(Dataset records Opens)

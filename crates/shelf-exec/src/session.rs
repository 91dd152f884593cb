//! Session: view state + event handling + render.
//!
//! Starter behavior mirrors the catalog page:
//! - owner tabs ("All" plus one per user), single selection;
//! - a search box with a clear button that shows while the text is non-empty;
//! - category toggles plus an "All" button that clears the selection;
//! - "reset all filters" (owner, search, categories; sort is kept);
//! - header clicks driving the tri-state sort.

use thiserror::Error;

use shelf_core::collate::Collation;
use shelf_core::config::ShelfConfig;
use shelf_core::error::Error as CoreError;
use shelf_core::id::CategoryId;
use shelf_core::model::{Category, EnrichedProduct};
use shelf_core::query::{OwnerFilter, QuerySpec, SortField, SortMark, SortState};
use shelf_operators::{prepare_products, Catalog};

#[derive(Debug, Error)]
pub enum ExecError {
    #[error("dataset: {0}")]
    Io(#[from] shelf_io::Error),

    #[error(transparent)]
    Core(#[from] CoreError),
}

/// One user interaction.
#[derive(Debug, Clone, PartialEq, Eq)]
pub enum Event {
    SelectOwner(OwnerFilter),
    SetQuery(String),
    ClearQuery,
    ToggleCategory(CategoryId),
    AllCategories,
    ResetAll,
    SortClick(SortField),
}

/// Everything the user has chosen so far. Owned by the session only.
#[derive(Debug, Clone, Default, PartialEq, Eq)]
pub struct ViewState {
    pub owner: OwnerFilter,
    pub query: String,
    /// Selection order is preserved; no duplicates.
    pub active_categories: Vec<Category>,
    pub sort: SortState,
}

impl ViewState {
    pub fn to_spec(&self) -> QuerySpec {
        QuerySpec {
            owner: self.owner.clone(),
            search_text: self.query.clone(),
            active_categories: self.active_categories.clone(),
            sort_field: self.sort.field,
            sort_order: self.sort.order,
        }
    }

    pub fn is_category_active(&self, id: CategoryId) -> bool {
        self.active_categories.iter().any(|c| c.id == id)
    }

    fn toggle_category(&mut self, category: &Category) {
        match self
            .active_categories
            .iter()
            .position(|c| c.id == category.id)
        {
            Some(idx) => {
                self.active_categories.remove(idx);
            }
            None => self.active_categories.push(category.clone()),
        }
    }

    fn reset_filters(&mut self) {
        self.owner = OwnerFilter::All;
        self.query.clear();
        self.active_categories.clear();
    }
}

/// Filter panel as it should be drawn.
#[derive(Debug, Clone, PartialEq, Eq)]
pub struct PanelView {
    /// `("All", selected)` first, then one tab per user.
    pub owner_tabs: Vec<(String, bool)>,
    pub query: String,
    pub show_clear: bool,
    /// The "All" category button is outlined while any category is active.
    pub all_categories_outlined: bool,
    pub categories: Vec<(Category, bool)>,
    /// Whether "reset all filters" has anything to reset.
    pub filters_active: bool,
}

/// A fully computed frame: panel, header marks, and result rows.
#[derive(Debug, Clone)]
pub struct View {
    pub panel: PanelView,
    pub sort: SortState,
    pub columns: Vec<(SortField, SortMark)>,
    pub rows: Vec<EnrichedProduct>,
}

impl View {
    /// True when the no-match message replaces the table.
    pub fn is_empty(&self) -> bool {
        self.rows.is_empty()
    }
}

pub struct Session {
    catalog: Catalog,
    collation: Box<dyn Collation>,
    state: ViewState,
}

impl Session {
    pub fn new(catalog: Catalog, collation: Box<dyn Collation>) -> Self {
        Self {
            catalog,
            collation,
            state: ViewState::default(),
        }
    }

    /// Load, join, and build the collation described by `cfg`.
    ///
    /// Integrity failures abort here; a session never holds a bad catalog.
    pub fn from_config(cfg: &ShelfConfig) -> Result<Self, ExecError> {
        let dataset = shelf_io::load_dataset_from(cfg)?;
        let catalog = Catalog::from_dataset(dataset)?;
        let collation = cfg.collation()?;
        tracing::info!(
            products = catalog.products().len(),
            collation = ?cfg.collation,
            "session ready"
        );
        Ok(Self::new(catalog, collation))
    }

    pub fn catalog(&self) -> &Catalog {
        &self.catalog
    }

    pub fn state(&self) -> &ViewState {
        &self.state
    }

    pub fn collation(&self) -> &dyn Collation {
        self.collation.as_ref()
    }

    /// Apply one event. Events naming records outside the catalog are
    /// rejected and leave the state untouched.
    pub fn dispatch(&mut self, event: Event) -> Result<(), ExecError> {
        tracing::debug!(?event, "dispatch");
        match event {
            Event::SelectOwner(owner) => {
                if let OwnerFilter::Owner(user) = &owner {
                    if !self.catalog.users().iter().any(|u| u.id == user.id) {
                        return Err(CoreError::UnknownName {
                            kind: "owner",
                            name: user.name.clone(),
                        }
                        .into());
                    }
                }
                self.state.owner = owner;
            }
            Event::SetQuery(text) => self.state.query = text,
            Event::ClearQuery => self.state.query.clear(),
            Event::ToggleCategory(id) => {
                let category = self.catalog.category(id).ok_or(CoreError::UnknownName {
                    kind: "category",
                    name: id.to_string(),
                })?;
                self.state.toggle_category(category);
            }
            Event::AllCategories => self.state.active_categories.clear(),
            Event::ResetAll => self.state.reset_filters(),
            Event::SortClick(column) => self.state.sort = self.state.sort.click(column),
        }
        Ok(())
    }

    pub fn query(&self) -> QuerySpec {
        self.state.to_spec()
    }

    pub fn rows(&self) -> Vec<EnrichedProduct> {
        prepare_products(
            self.catalog.products(),
            &self.query(),
            self.collation.as_ref(),
        )
    }

    pub fn render(&self) -> View {
        let state = &self.state;

        let mut owner_tabs = vec![("All".to_string(), state.owner.is_all())];
        owner_tabs.extend(self.catalog.users().iter().map(|u| {
            let selected = matches!(&state.owner, OwnerFilter::Owner(o) if o.id == u.id);
            (u.name.clone(), selected)
        }));

        let categories = self
            .catalog
            .categories()
            .iter()
            .map(|c| (c.clone(), state.is_category_active(c.id)))
            .collect();

        let panel = PanelView {
            owner_tabs,
            query: state.query.clone(),
            show_clear: !state.query.is_empty(),
            all_categories_outlined: !state.active_categories.is_empty(),
            categories,
            filters_active: state.to_spec().has_filters(),
        };

        let columns = SortField::COLUMNS
            .iter()
            .map(|&col| (col, state.sort.mark(col)))
            .collect();

        let rows = self.rows();
        tracing::debug!(rows = rows.len(), "rendered");

        View {
            panel,
            sort: state.sort,
            columns,
            rows,
        }
    }
}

(Dataset records Closes)

### Task objective
If a line in the material above holds "SelectOwner", copy it.

### Response
    SelectOwner(OwnerFilter),
            Event::SelectOwner(owner) => {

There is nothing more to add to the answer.